Visit-to-Visit HbA1c Variability Is Associated With Cardiovascular Disease and Microvascular Complications in Patients With Newly Diagnosed Type 2 Diabetes

OBJECTIVE To investigate the association between visit-to-visit HbA(1c) variability and cardiovascular events and microvascular complications in patients with newly diagnosed type 2 diabetes. RESEARCH DESIGN AND METHODS This retrospective cohort study analyzed patients from Tayside and Fife in the Scottish Care Information-Diabetes Collaboration (SCI-DC) who were observable from the diagnosis of diabetes and had at least five HbA(1c) measurements before the outcomes were evaluated. We used the previously reported HbA(1c) variability score (HVS), calculated as the percentage of the number of changes in HbA(1c) >0.5% (5.5 mmol/mol) among all HbA(1c) measurements within an individual. The association between HVS and 10 outcomes was assessed using Cox proportional hazards models. RESULTS We included 13,111-19,883 patients in the analyses of each outcome. The patients with HVS >60% were associated with elevated risks of all outcomes compared with the lowest quintile (for example, HVS >80 to <= 100 vs. HVS >= 0 to <= 20, hazard ratio 2.38 [95% CI 1.61-3.53] for major adverse cardiovascular events, 2.4 [1.72-3.33] for all-cause mortality, 2.4 [1.13-5.11] for atherosclerotic cardiovascular death, 2.63 [1.81-3.84] for coronary artery disease, 2.04 [1.12-3.73] for ischemic stroke, 3.23 [1.76-5.93] for heart failure, 7.4 [3.84-14.27] for diabetic retinopathy, 3.07 [2.23-4.22] for diabetic peripheral neuropathy, 5.24 [2.61-10.49] for diabetic foot ulcer, and 3.49 [2.47-4.95] for new-onset chronic kidney disease).

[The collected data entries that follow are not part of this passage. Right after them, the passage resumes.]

//! 线程亲和性
//!
//! 将调用线程绑定到指定的逻辑 CPU。绑定失败会作为错误返回，
//! 由调用方决定是否中止（基准测试中一律视为致命错误）。

use thiserror::Error;

/// 亲和性错误
#[derive(Debug, Error)]
pub enum AffinityError {
    #[error("CPU {cpu} is outside the affinity mask range (max {max})")]
    CpuOutOfRange { cpu: usize, max: usize },

    #[error("failed to pin thread to CPU {cpu}: {source}")]
    Os {
        cpu: usize,
        #[source]
        source: std::io::Error,
    },

    #[error("thread affinity is not supported on {0}")]
    Unsupported(&'static str),
}

/// 亲和性掩码可表示的最大 CPU 数
#[cfg(target_os = "linux")]
pub const MAX_CPUS: usize = libc::CPU_SETSIZE as usize;

#[cfg(not(target_os = "linux"))]
pub const MAX_CPUS: usize = 0;

/// 设置当前线程到指定 CPU
#[cfg(target_os = "linux")]
pub fn pin_current_thread_to(cpu: usize) -> Result<(), AffinityError> {
    if cpu >= MAX_CPUS {
        return Err(AffinityError::CpuOutOfRange {
            cpu,
            max: MAX_CPUS - 1,
        });
    }

    let ret = unsafe {
        let mut set: libc::cpu_set_t = std::mem::zeroed();
        libc::CPU_ZERO(&mut set);
        libc::CPU_SET(cpu, &mut set);
        libc::sched_setaffinity(0, std::mem::size_of::<libc::cpu_set_t>(), &set)
    };

    if ret != 0 {
        return Err(AffinityError::Os {
            cpu,
            source: std::io::Error::last_os_error(),
        });
    }

    log::trace!("pinned thread {:?} to CPU {}", std::thread::current().name(), cpu);
    Ok(())
}

#[cfg(not(target_os = "linux"))]
pub fn pin_current_thread_to(_cpu: usize) -> Result<(), AffinityError> {
    Err(AffinityError::Unsupported(super::host_os()))
}

/// 当前线程正在运行的 CPU
#[cfg(target_os = "linux")]
pub fn current_cpu() -> Option<usize> {
    let cpu = unsafe { libc::sched_getcpu() };
    usize::try_from(cpu).ok()
}

#[cfg(not(target_os = "linux"))]
pub fn current_cpu() -> Option<usize> {
    None
}

/// 可用逻辑 CPU 数
pub fn available_cpus() -> usize {
    num_cpus::get()
}

/// 物理核心数
pub fn physical_cpus() -> usize {
    num_cpus::get_physical()
}

#[cfg(test)]
mod tests {
    use super::*;

    #[test]
    fn test_available_cpus() {
        assert!(available_cpus() >= 1);
        assert!(physical_cpus() >= 1);
    }

    #[cfg(target_os = "linux")]
    #[test]
    fn test_out_of_range_cpu_rejected() {
        let err = pin_current_thread_to(MAX_CPUS).unwrap_err();
        assert!(matches!(err, AffinityError::CpuOutOfRange { .. }));
    }

    #[cfg(target_os = "linux")]
    #[test]
    fn test_pin_to_current_cpu() {
        // 绑定到当前所在的 CPU 一定在允许的掩码内
        let handle = std::thread::spawn(|| {
            let cpu = current_cpu().expect("sched_getcpu failed");
            pin_current_thread_to(cpu).expect("pinning to the current CPU failed");
            cpu
        });
        let cpu = handle.join().unwrap();
        assert!(cpu < MAX_CPUS);
    }

    #[cfg(not(target_os = "linux"))]
    #[test]
    fn test_unsupported_platform() {
        assert!(matches!(
            pin_current_thread_to(0),
            Err(AffinityError::Unsupported(_))
        ));
    }
}
use std::fmt;
use std::str::FromStr;

use serde::{Deserialize, Serialize};

use crate::{CoreError, CoreResult};

const MYSELF_CASH: &str = "myself-cash";
const MYSELF_BANK: &str = "myself-bank";

/// Stable identifier of a party.
#[derive(Clone, Debug, PartialEq, Eq, PartialOrd, Ord, Hash, Serialize, Deserialize)]
#[serde(try_from = "String", into = "String")]
pub struct PartyId(String);

impl PartyId {
    pub fn new(raw: impl Into<String>) -> CoreResult<Self> {
        let raw = raw.into();
        let trimmed = raw.trim();
        if trimmed.is_empty() {
            return Err(CoreError::InvalidPartyId(raw));
        }
        Ok(Self(trimmed.to_string()))
    }

    /// Reserved id of the business's cash drawer.
    pub fn myself_cash() -> Self {
        Self(MYSELF_CASH.to_string())
    }

    /// Reserved id of the business's bank account.
    pub fn myself_bank() -> Self {
        Self(MYSELF_BANK.to_string())
    }

    /// Whether this id names one of the two system accounts.
    pub fn is_system(&self) -> bool {
        self.0 == MYSELF_CASH || self.0 == MYSELF_BANK
    }

    pub fn as_str(&self) -> &str {
        &self.0
    }
}

impl fmt::Display for PartyId {
    fn fmt(&self, f: &mut fmt::Formatter<'_>) -> fmt::Result {
        f.write_str(&self.0)
    }
}

impl FromStr for PartyId {
    type Err = CoreError;

    fn from_str(s: &str) -> Result<Self, Self::Err> {
        Self::new(s)
    }
}

impl TryFrom<String> for PartyId {
    type Error = CoreError;

    fn try_from(value: String) -> Result<Self, Self::Error> {
        Self::new(value)
    }
}

impl From<PartyId> for String {
    fn from(value: PartyId) -> Self {
        value.0
    }
}

/// Directory a party belongs to.
#[derive(Clone, Copy, Debug, Eq, PartialEq, Hash, Serialize, Deserialize)]
#[serde(rename_all = "snake_case")]
pub enum PartyRole {
    Customer,
    Supplier,
    Middleman,
    System,
}

impl PartyRole {
    pub fn as_str(self) -> &'static str {
        match self {
            PartyRole::Customer => "customer",
            PartyRole::Supplier => "supplier",
            PartyRole::Middleman => "middleman",
            PartyRole::System => "system",
        }
    }
}

impl fmt::Display for PartyRole {
    fn fmt(&self, f: &mut fmt::Formatter<'_>) -> fmt::Result {
        f.write_str(self.as_str())
    }
}

impl FromStr for PartyRole {
    type Err = CoreError;

    fn from_str(s: &str) -> Result<Self, Self::Err> {
        match s.trim().to_ascii_lowercase().as_str() {
            "customer" => Ok(PartyRole::Customer),
            "supplier" => Ok(PartyRole::Supplier),
            "middleman" => Ok(PartyRole::Middleman),
            "system" => Ok(PartyRole::System),
            other => Err(CoreError::UnknownRole(other.to_string())),
        }
    }
}

/// Any account that can give or receive money.
#[derive(Clone, Debug, PartialEq, Eq, Serialize, Deserialize)]
pub struct Party {
    pub id: PartyId,
    pub name: String,
    pub role: PartyRole,
}

impl Party {
    pub fn new(id: PartyId, name: impl Into<String>, role: PartyRole) -> Self {
        Self {
            id,
            name: name.into(),
            role,
        }
    }

    pub fn myself_cash() -> Self {
        Self::new(PartyId::myself_cash(), "Myself-Cash", PartyRole::System)
    }

    pub fn myself_bank() -> Self {
        Self::new(PartyId::myself_bank(), "Myself-Bank", PartyRole::System)
    }

    pub fn is_system(&self) -> bool {
        self.id.is_system()
    }

    /// Id/name pair denormalised onto transaction records.
    pub fn to_ref(&self) -> PartyRef {
        PartyRef {
            id: self.id.clone(),
            name: self.name.clone(),
        }
    }
}

/// Party id and display name as captured on a transaction.
#[derive(Clone, Debug, PartialEq, Eq, Serialize, Deserialize)]
pub struct PartyRef {
    pub id: PartyId,
    pub name: String,
}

Four sensitivity analyses, including adjustment for time-weighted average HbA(1c), confirmed the robustness of the results. CONCLUSIONS Our study shows that higher HbA(1c) variability is associated with increased risks of all-cause mortality, cardiovascular events, and microvascular complications of diabetes independently of high HbA(1c).